B.  L’exclusion des documents de travail

[35]  M. Roher soutient par ailleurs que le juge de première instance a commis une erreur en excluant 16 volumes de documents de travail que M. Roher souhaitait soumettre quand Mme Yeomans a témoigné en qualité d’experte participante.

[36]  Comme je l’ai déjà mentionné, M. Roher a refusé de produire ces documents au cours de l’interrogatoire préalable. Par la suite, il ne les a pas inclus dans la liste des documents. Il avait été expressément informé que l’intimée s’opposerait à ce qu’il présente ces documents. Mais M. Roher n’a rien fait pour obtenir le consentement de l’intimée ou une autorisation de la Cour avant d’essayer de les présenter en preuve. (Voir le para 17, précité, citant les Motifs sur les experts participants, au para 64).

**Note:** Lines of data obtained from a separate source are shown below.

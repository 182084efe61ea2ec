//! dirsync CLI
//!
//! Populates directories from the sources declared in `dirsync.yml` and
//! records what was fetched in `dirsync.lock.yml`.

mod cli;
mod commands;
mod error;

use clap::Parser;
use colored::Colorize;
use tracing_subscriber::EnvFilter;

use cli::{Cli, Commands};
use commands::SyncArgs;
use error::{Result, error_chain};

fn main() {
    if let Err(e) = run() {
        eprintln!("{}: {}", "error".red().bold(), error_chain(&e));
        std::process::exit(1);
    }
}

fn run() -> Result<()> {
    let cli = Cli::parse();
    init_tracing(cli.verbose);

    let cwd = match cli.chdir {
        Some(dir) => dir,
        None => std::env::current_dir()?,
    };
    tracing::debug!(cwd = %cwd.display(), "resolved working directory");

    execute_command(&cwd, cli.command)
}

/// Log to stderr; `--verbose` forces debug, otherwise `RUST_LOG` or warn.
fn init_tracing(verbose: bool) {
    let filter = if verbose {
        EnvFilter::new("debug")
    } else {
        EnvFilter::try_from_default_env().unwrap_or_else(|_| EnvFilter::new("warn"))
    };
    let _ = tracing_subscriber::fmt()
        .with_env_filter(filter)
        .with_writer(std::io::stderr)
        .with_target(verbose)
        .try_init();
}

fn execute_command(cwd: &std::path::Path, cmd: Commands) -> Result<()> {
    match cmd {
        Commands::Sync {
            files,
            lock_file,
            locked,
            lazy,
            directories,
        } => commands::run_sync(
            cwd,
            SyncArgs {
                files,
                lock_file,
                locked,
                lazy,
                directories,
            },
        ),
        Commands::Validate { files } => commands::run_validate(cwd, &files),
    }
}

[37]  M. Roher fait valoir qu’il a communiqué les documents à l’intimée le 14 octobre 2016. Ayant pris plusieurs mesures au cours de l’instance depuis lors, l’intimée ne pouvait plus présenter une opposition à leur présentation en preuve. M. Roher estimait que les manquements susmentionnés lui étant imputables constituaient une irrégularité que le juge de première instance aurait dû tolérer, compte tenu du préjudice que M. Roher pouvait subir en cas d’exclusion de ces documents.

[38]  Il est important de souligner que ce n’est pas de son propre gré que M. Roher a communiqué les documents à l’intimé. Il a obtempéré à un subpœna délivré sans l’autorisation de la Cour (Transcription de l’instance du 31 janvier 2017, DA, page 1039).

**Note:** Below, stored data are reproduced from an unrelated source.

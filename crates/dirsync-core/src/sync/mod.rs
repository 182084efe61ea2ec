//! Directory synchronization
//!
//! [`SyncEngine::sync`] validates a config, fetches every content into a
//! per-run staging area and swaps each directory into place, then writes
//! the lock record when it changed.

mod engine;

pub use engine::{DirectoryOverride, SyncEngine, SyncOptions, SyncReport};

[39]  M. Roher soutient en outre que l’erreur du juge de première instance est dominante parce que les documents auraient étayé le témoignage, et donc la crédibilité, de ses experts participants. Au paragraphe 73 de son mémoire, M. Roher indique [traduction] « si le [juge de première instance] avait examiné les reçus de vente contenus dans le dossier de travail, il aurait pu arriver à une conclusion différente » [non souligné dans l’original]. À l’audience, M. Roher a ajouté que cela lui aurait permis de détruire les hypothèses du ministre.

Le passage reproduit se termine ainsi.